§ **PROBLEM REQUIREMENTS**
Please copy every line below that contains the string "ReadPastEnd".

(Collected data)
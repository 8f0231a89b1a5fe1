/*
This code is part of the shape_ingest geospatial library.
Created: 19/10/2026
Last Modified: 19/10/2026
License: MIT
*/
use std::fmt;

/// The coarse relationship between two shapes, read as `self <relation> other`.
#[derive(Clone, Copy, Debug, PartialEq, Eq, Hash)]
pub enum SpatialRelation {
    Disjoint,
    Contains,
    Within,
    Intersects,
}

impl SpatialRelation {
    /// The relation seen from the other shape's side.
    pub fn transpose(self) -> SpatialRelation {
        match self {
            SpatialRelation::Contains => SpatialRelation::Within,
            SpatialRelation::Within => SpatialRelation::Contains,
            other => other,
        }
    }

    pub fn intersects(self) -> bool {
        self != SpatialRelation::Disjoint
    }

    /// Combines the relations of two independent axes.
    pub(crate) fn combine(self, other: SpatialRelation) -> SpatialRelation {
        if self == other {
            return self;
        }
        if self == SpatialRelation::Disjoint || other == SpatialRelation::Disjoint {
            return SpatialRelation::Disjoint;
        }
        SpatialRelation::Intersects
    }
}

impl fmt::Display for SpatialRelation {
    fn fmt(&self, f: &mut fmt::Formatter) -> fmt::Result {
        let s = match self {
            SpatialRelation::Disjoint => "DISJOINT",
            SpatialRelation::Contains => "CONTAINS",
            SpatialRelation::Within => "WITHIN",
            SpatialRelation::Intersects => "INTERSECTS",
        };
        write!(f, "{}", s)
    }
}
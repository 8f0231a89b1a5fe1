/*
This file is part of the shape_ingest geospatial library.
Created: 19/10/2026
Last Modified: 19/10/2026
License: MIT

NOTE: Structures and functions for handling the Shapefile attribute table info
contained with the associated .dbf file.
*/
use super::DecodeError;
use crate::utils::{ByteOrderReader, Endianness, ReadPastEnd};
use serde::ser::{Serialize, SerializeMap, Serializer};
use std::fmt;
use tracing::debug;

const FIELD_DESCRIPTOR_TERMINATOR: u8 = 0x0d;
const DELETED_RECORD_FLAG: u8 = 0x2A;

#[derive(Debug, Default, Clone)]
pub struct AttributeHeader {
    pub version: u8,
    pub year: u32,
    pub month: u8,
    pub day: u8,
    pub num_records: u32,
    pub num_fields: u32, // not actually stored in file but derived
    pub bytes_in_header: u16,
    pub bytes_in_record: u16,
}

#[derive(Debug, Copy, Clone, PartialEq)]
pub struct DateData {
    pub year: u16,
    pub month: u8,
    pub day: u8,
}

impl fmt::Display for DateData {
    fn fmt(&self, f: &mut fmt::Formatter) -> fmt::Result {
        write!(f, "{:04}-{:02}-{:02}", self.year, self.month, self.day)
    }
}

#[derive(Debug, Clone, PartialEq)]
pub enum FieldData {
    Int64(i64),
    Real(f64),
    Text(String),
    Date(DateData),
    Bool(bool),
    Null,
}

impl FieldData {
    /// True for nulls and for text that is only whitespace.
    pub fn is_blank(&self) -> bool {
        match self {
            FieldData::Null => true,
            FieldData::Text(s) => s.trim().is_empty(),
            _ => false,
        }
    }
}

impl fmt::Display for FieldData {
    fn fmt(&self, f: &mut fmt::Formatter) -> fmt::Result {
        match self {
            FieldData::Int64(v) => write!(f, "{}", v),
            FieldData::Real(v) => write!(f, "{}", v),
            FieldData::Text(v) => write!(f, "{}", v),
            FieldData::Date(v) => write!(f, "{}", v),
            FieldData::Bool(v) => write!(f, "{}", v),
            FieldData::Null => write!(f, ""),
        }
    }
}

impl Serialize for FieldData {
    fn serialize<S: Serializer>(&self, serializer: S) -> Result<S::Ok, S::Error> {
        match self {
            FieldData::Int64(v) => serializer.serialize_i64(*v),
            FieldData::Real(v) => serializer.serialize_f64(*v),
            FieldData::Text(v) => serializer.serialize_str(v),
            FieldData::Date(v) => serializer.collect_str(v),
            FieldData::Bool(v) => serializer.serialize_bool(*v),
            FieldData::Null => serializer.serialize_none(),
        }
    }
}

#[derive(Debug, Default, Clone, PartialEq)]
pub struct AttributeField {
    pub name: String,
    pub field_type: char,
    pub field_length: u8,
    pub decimal_count: u8,
}

impl AttributeField {
    pub fn new(name: &str, field_type: char, field_length: u8, decimal_count: u8) -> AttributeField {
        AttributeField {
            name: name.to_string(),
            field_type,
            field_length,
            decimal_count,
        }
    }

    pub fn is_numeric(&self) -> bool {
        matches!(self.field_type, 'N' | 'F' | 'I' | 'O')
    }
}

/// One row of the attribute table, in field order.
#[derive(Debug, Clone, PartialEq)]
pub struct AttributeRecord {
    /// The row's position in the .dbf file, which is also the position of
    /// its geometry in the .shp file.
    pub record_index: usize,
    /// The value of the name field, trimmed.
    pub name: String,
    pub fields: Vec<(String, FieldData)>,
}

impl AttributeRecord {
    /// Looks up a field value by name, ignoring case.
    pub fn get(&self, name: &str) -> Option<&FieldData> {
        self.fields
            .iter()
            .find(|(n, _)| n.eq_ignore_ascii_case(name))
            .map(|(_, v)| v)
    }
}

impl Serialize for AttributeRecord {
    fn serialize<S: Serializer>(&self, serializer: S) -> Result<S::Ok, S::Error> {
        let mut map = serializer.serialize_map(Some(self.fields.len()))?;
        for (name, value) in &self.fields {
            map.serialize_entry(name, value)?;
        }
        map.end()
    }
}

#[derive(Debug, Default, Clone)]
pub struct ShapefileAttributes {
    pub header: AttributeHeader,
    pub fields: Vec<AttributeField>,
    pub name_field: usize,
    pub records: Vec<AttributeRecord>,
}

impl ShapefileAttributes {
    pub fn get_field_num(&self, name: &str) -> Option<usize> {
        self.fields
            .iter()
            .position(|f| f.name.eq_ignore_ascii_case(name))
    }
}

/// Decodes a .dbf table and returns the records that have a name.
pub fn decode_dbf(bytes: &[u8], name_field: &str) -> Result<Vec<AttributeRecord>, DecodeError> {
    Ok(read_attribute_table(bytes, name_field)?.records)
}

/// Decodes a .dbf table. Deleted rows and rows with a blank name are left
/// out, but the kept rows remember their original positions.
pub fn read_attribute_table(
    bytes: &[u8],
    name_field: &str,
) -> Result<ShapefileAttributes, DecodeError> {
    let truncated = |e: ReadPastEnd| DecodeError::Truncated { offset: e.offset };
    let mut bor = ByteOrderReader::new(bytes, Endianness::LittleEndian);
    let mut attributes = ShapefileAttributes::default();

    let header = &mut attributes.header;
    header.version = bor.read_u8().map_err(truncated)?;
    header.year = 1900u32 + bor.read_u8().map_err(truncated)? as u32;
    header.month = bor.read_u8().map_err(truncated)?;
    header.day = bor.read_u8().map_err(truncated)?;
    header.num_records = bor.read_u32().map_err(truncated)?;
    header.bytes_in_header = bor.read_u16().map_err(truncated)?;
    header.bytes_in_record = bor.read_u16().map_err(truncated)?;
    // reserved bytes, transaction and encryption flags, mdx flag, language driver
    bor.seek(32);

    // read the field descriptors up to the terminator (0x0d)
    while bor.peek_u8().map_err(truncated)? != FIELD_DESCRIPTOR_TERMINATOR {
        let name = bor
            .read_utf8(11)
            .map_err(truncated)?
            .replace(char::from(0), "")
            .trim()
            .to_string();
        let field_type = char::from(bor.read_u8().map_err(truncated)?);
        // field data address
        bor.inc_pos(4);
        let field_length = bor.read_u8().map_err(truncated)?;
        let decimal_count = bor.read_u8().map_err(truncated)?;
        // reserved bytes
        bor.inc_pos(14);
        attributes
            .fields
            .push(AttributeField::new(&name, field_type, field_length, decimal_count));
    }
    attributes.header.num_fields = attributes.fields.len() as u32;

    attributes.name_field = attributes
        .get_field_num(name_field)
        .ok_or_else(|| DecodeError::NameFieldMissing(name_field.to_string()))?;

    let header_len = attributes.header.bytes_in_header as usize;
    let record_len = attributes.header.bytes_in_record as usize;
    let fields_len: usize = attributes.fields.iter().map(|f| f.field_length as usize).sum();
    if record_len < fields_len + 1 {
        return Err(DecodeError::MalformedRecord {
            record: 0,
            reason: format!(
                "record length {} is shorter than its fields ({} bytes)",
                record_len,
                fields_len + 1
            ),
        });
    }

    for i in 0..attributes.header.num_records as usize {
        bor.seek(header_len + i * record_len);
        let deleted = bor.read_u8().map_err(truncated)? == DELETED_RECORD_FLAG;
        let mut values = Vec::with_capacity(attributes.fields.len());
        for field in &attributes.fields {
            let raw = bor
                .read_utf8(field.field_length as usize)
                .map_err(truncated)?
                .replace(char::from(0), "");
            values.push((field.name.clone(), decode_value(field, raw.trim(), i)?));
        }
        if deleted {
            debug!("skipping deleted record {}", i);
            continue;
        }
        let name_value = &values[attributes.name_field].1;
        if name_value.is_blank() {
            debug!("skipping record {} with a blank name", i);
            continue;
        }
        attributes.records.push(AttributeRecord {
            record_index: i,
            name: name_value.to_string().trim().to_string(),
            fields: values,
        });
    }

    Ok(attributes)
}

fn decode_value(field: &AttributeField, value: &str, record: usize) -> Result<FieldData, DecodeError> {
    if value.replace('?', "").is_empty() {
        return Ok(FieldData::Null);
    }
    let invalid = || DecodeError::InvalidFieldValue {
        record,
        field: field.name.clone(),
        value: value.to_string(),
    };
    match field.field_type {
        'N' | 'F' | 'I' | 'O' => {
            if field.decimal_count == 0 {
                if let Ok(v) = value.parse::<i64>() {
                    return Ok(FieldData::Int64(v));
                }
            }
            value
                .parse::<f64>()
                .map(FieldData::Real)
                .map_err(|_| invalid())
        }
        'D' => {
            if value.len() != 8 || !value.bytes().all(|b| b.is_ascii_digit()) {
                return Err(invalid());
            }
            Ok(FieldData::Date(DateData {
                year: value[0..4].parse::<u16>().map_err(|_| invalid())?,
                month: value[4..6].parse::<u8>().map_err(|_| invalid())?,
                day: value[6..8].parse::<u8>().map_err(|_| invalid())?,
            }))
        }
        'L' => match value.chars().next() {
            Some('T') | Some('t') | Some('Y') | Some('y') => Ok(FieldData::Bool(true)),
            Some('F') | Some('f') | Some('N') | Some('n') => Ok(FieldData::Bool(false)),
            _ => Err(invalid()),
        },
        // treat it like a string
        _ => Ok(FieldData::Text(value.to_string())),
    }
}

#[cfg(test)]
mod test {
    use super::{decode_dbf, read_attribute_table, FieldData};
    use crate::vector::shapefile::DecodeError;
    use byteorder::{LittleEndian, WriteBytesExt};

    /// Builds a small table with a NAME (C, 10) and a POP (N, 8) field.
    fn table(rows: &[(bool, &str, &str)]) -> Vec<u8> {
        let mut buf = vec![3u8, 118, 10, 19];
        buf.write_u32::<LittleEndian>(rows.len() as u32).unwrap();
        buf.write_u16::<LittleEndian>(32 + 2 * 32 + 1).unwrap();
        buf.write_u16::<LittleEndian>(1 + 10 + 8).unwrap();
        buf.resize(32, 0);
        for (name, field_type, len) in [("NAME", b'C', 10u8), ("POP", b'N', 8u8)].iter() {
            let mut descriptor = name.as_bytes().to_vec();
            descriptor.resize(11, 0);
            descriptor.push(*field_type);
            descriptor.extend_from_slice(&[0, 0, 0, 0, *len, 0]);
            descriptor.resize(32, 0);
            buf.extend(descriptor);
        }
        buf.push(0x0d);
        for (deleted, name, pop) in rows {
            buf.push(if *deleted { b'*' } else { b' ' });
            buf.extend(format!("{:<10}", name).bytes());
            buf.extend(format!("{:>8}", pop).bytes());
        }
        buf.push(0x1a);
        buf
    }

    #[test]
    fn test_decode_dbf() {
        let bytes = table(&[
            (false, "Fiji", "920938"),
            (false, "   ", "1"),
            (true, "Gone", "2"),
            (false, "Tanzania", ""),
        ]);
        let records = decode_dbf(&bytes, "name").unwrap();
        assert_eq!(records.len(), 2);
        assert_eq!(records[0].record_index, 0);
        assert_eq!(records[0].name, "Fiji");
        assert_eq!(records[0].get("pop"), Some(&FieldData::Int64(920938)));
        assert_eq!(records[1].record_index, 3);
        assert_eq!(records[1].get("POP"), Some(&FieldData::Null));

        let json = serde_json::to_string(&records[0]).unwrap();
        assert_eq!(json, r#"{"NAME":"Fiji","POP":920938}"#);
    }

    #[test]
    fn test_header() {
        let bytes = table(&[(false, "Fiji", "1")]);
        let attributes = read_attribute_table(&bytes, "NAME").unwrap();
        assert_eq!(attributes.header.year, 2018);
        assert_eq!(attributes.header.num_records, 1);
        assert_eq!(attributes.fields.len(), 2);
        assert_eq!(attributes.fields[1].field_type, 'N');
        assert!(attributes.fields[1].is_numeric());
    }

    #[test]
    fn test_errors() {
        let bytes = table(&[(false, "Fiji", "1")]);
        assert_eq!(
            decode_dbf(&bytes, "admin"),
            Err(DecodeError::NameFieldMissing("admin".to_string()))
        );

        let bytes = table(&[(false, "Fiji", "1x")]);
        assert!(matches!(
            decode_dbf(&bytes, "name"),
            Err(DecodeError::InvalidFieldValue { record: 0, .. })
        ));

        let bytes = table(&[(false, "Fiji", "1")]);
        assert!(matches!(
            decode_dbf(&bytes[..40], "name"),
            Err(DecodeError::Truncated { .. })
        ));
    }
}
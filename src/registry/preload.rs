/*
This code is part of the shape_ingest geospatial library.
Created: 19/10/2026
Last Modified: 19/10/2026
License: MIT
*/
use super::ShapeRegistry;
use crate::configs::Configs;
use crate::structures::Shape;
use crate::utils::get_formatted_elapsed_time;
use crate::vector::shapefile::Shapefile;
use crate::wkt::WktParser;
use rayon::prelude::*;
use std::fmt;
use std::fs;
use std::path::{Path, PathBuf};
use std::time::Instant;
use tracing::{debug, warn};

/// Files that accompany a .shp file and are never read as definitions.
const SHAPEFILE_COMPANIONS: [&str; 5] = ["dbf", "shx", "prj", "cpg", "sbn"];

#[derive(Debug, Default, Clone, PartialEq)]
pub struct PreloadSummary {
    pub files: usize,
    pub shapes: usize,
    pub skipped_lines: usize,
    pub failed_files: usize,
    pub elapsed: String,
}

impl fmt::Display for PreloadSummary {
    fn fmt(&self, f: &mut fmt::Formatter) -> fmt::Result {
        write!(
            f,
            "preloaded {} shapes from {} files ({} lines skipped, {} files failed) in {}",
            self.shapes, self.files, self.skipped_lines, self.failed_files, self.elapsed
        )
    }
}

enum Source {
    Definitions(PathBuf),
    Shapefile(PathBuf),
}

impl Source {
    fn path(&self) -> &Path {
        match self {
            Source::Definitions(p) | Source::Shapefile(p) => p,
        }
    }
}

#[derive(Default)]
struct Loaded {
    shapes: Vec<(String, Shape)>,
    skipped_lines: usize,
}

pub(super) fn preload(
    registry: &ShapeRegistry,
    dir: &Path,
    configs: &Configs,
) -> crate::Result<PreloadSummary> {
    let start = Instant::now();
    let sources = collect_sources(dir)?;
    debug!("found {} shape sources under {}", sources.len(), dir.display());

    let pool = rayon::ThreadPoolBuilder::new()
        .num_threads(configs.num_procs())
        .build()?;
    let results: Vec<crate::Result<Loaded>> =
        pool.install(|| sources.par_iter().map(|s| load(s, configs)).collect());

    // merged in path order, so a later file wins a name clash
    let mut summary = PreloadSummary {
        files: sources.len(),
        ..Default::default()
    };
    for (source, result) in sources.iter().zip(results) {
        match result {
            Ok(loaded) => {
                summary.skipped_lines += loaded.skipped_lines;
                summary.shapes += loaded.shapes.len();
                for (name, shape) in loaded.shapes {
                    registry.add(&name, shape, true);
                }
            }
            Err(e) => {
                warn!("could not read {}: {}", source.path().display(), e);
                summary.failed_files += 1;
            }
        }
    }
    summary.elapsed = get_formatted_elapsed_time(start);
    Ok(summary)
}

/// Walks the directory tree with an explicit work queue. Entries are visited
/// in sorted order. An unreadable subdirectory is logged and skipped; an
/// unreadable root is an error.
fn collect_sources(root: &Path) -> crate::Result<Vec<Source>> {
    let mut sources = vec![];
    let mut queue = vec![root.to_path_buf()];
    while let Some(dir) = queue.pop() {
        let entries = match fs::read_dir(&dir) {
            Ok(entries) => entries,
            Err(e) if dir == root => return Err(e.into()),
            Err(e) => {
                warn!("could not read directory {}: {}", dir.display(), e);
                continue;
            }
        };
        let mut paths: Vec<PathBuf> = entries.filter_map(|e| e.ok().map(|e| e.path())).collect();
        paths.sort();
        let mut subdirs = vec![];
        for path in paths {
            if path.is_dir() {
                subdirs.push(path);
                continue;
            }
            let ext = path
                .extension()
                .and_then(|e| e.to_str())
                .map(|e| e.to_ascii_lowercase())
                .unwrap_or_default();
            if ext == "shp" {
                if path.with_extension("dbf").is_file() {
                    sources.push(Source::Shapefile(path));
                } else {
                    warn!("skipping {}: no .dbf file next to it", path.display());
                }
            } else if !SHAPEFILE_COMPANIONS.contains(&ext.as_str()) {
                sources.push(Source::Definitions(path));
            }
        }
        // popped in reverse, so subdirectories are visited in sorted order
        queue.extend(subdirs.into_iter().rev());
    }
    sources.sort_by(|a, b| a.path().cmp(b.path()));
    Ok(sources)
}

fn load(source: &Source, configs: &Configs) -> crate::Result<Loaded> {
    match source {
        Source::Shapefile(path) => {
            let shapefile = Shapefile::read(path, &configs.name_field)?;
            Ok(Loaded {
                shapes: shapefile
                    .records
                    .into_iter()
                    .map(|r| (r.attributes.name, r.shape))
                    .collect(),
                skipped_lines: 0,
            })
        }
        Source::Definitions(path) => {
            let contents = fs::read_to_string(path)?;
            Ok(parse_definitions(&contents, path, configs))
        }
    }
}

fn parse_definitions(contents: &str, path: &Path, configs: &Configs) -> Loaded {
    let mut parser = WktParser::new();
    let mut loaded = Loaded::default();
    for (i, line) in contents.lines().enumerate() {
        if line.trim().is_empty() {
            continue;
        }
        let (name, wkt) = match configs.line_delimiter.split(line) {
            Some(parts) => parts,
            None => {
                warn!("{}:{}: no delimiter in line '{}'", path.display(), i + 1, line);
                loaded.skipped_lines += 1;
                continue;
            }
        };
        match parser.parse(wkt) {
            Ok(shape) => loaded.shapes.push((name.to_string(), shape)),
            Err(e) => {
                warn!("{}:{}: could not parse shape '{}': {}", path.display(), i + 1, name, e);
                loaded.skipped_lines += 1;
            }
        }
    }
    loaded
}

#[cfg(test)]
mod test {
    use super::parse_definitions;
    use crate::configs::{Configs, LineDelimiter};
    use crate::structures::Shape;
    use std::path::Path;

    #[test]
    fn test_parse_definitions() {
        let contents = "New Zealand: ENVELOPE (-176.848755 -34.414718, 178.841063 -52.578055)\n\
                        \n\
                        broken: POINT (1\n\
                        no delimiter\n\
                        spot: POINT (1 2)\n";
        let loaded = parse_definitions(contents, Path::new("shapes.txt"), &Configs::new());
        assert_eq!(loaded.shapes.len(), 2);
        assert_eq!(loaded.skipped_lines, 2);
        assert_eq!(loaded.shapes[0].0, "New Zealand");
        match &loaded.shapes[0].1 {
            Shape::Rectangle(r) => {
                assert_eq!(r.min_x, -176.848755);
                assert_eq!(r.max_y, -34.414718);
            }
            other => panic!("expected a rectangle, got {:?}", other),
        }
    }

    #[test]
    fn test_whitespace_delimiter() {
        let mut configs = Configs::new();
        configs.line_delimiter = LineDelimiter::Whitespace;
        let loaded = parse_definitions("spot POINT (1 2)\n", Path::new("a"), &configs);
        assert_eq!(loaded.shapes.len(), 1);
        assert_eq!(loaded.shapes[0].0, "spot");
    }
}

§ **TASK SOLUTION**
use crate::utils::{ByteOrderReader, Endianness, ReadPastEnd};
    let truncated = |e: ReadPastEnd| DecodeError::Truncated { offset: e.offset };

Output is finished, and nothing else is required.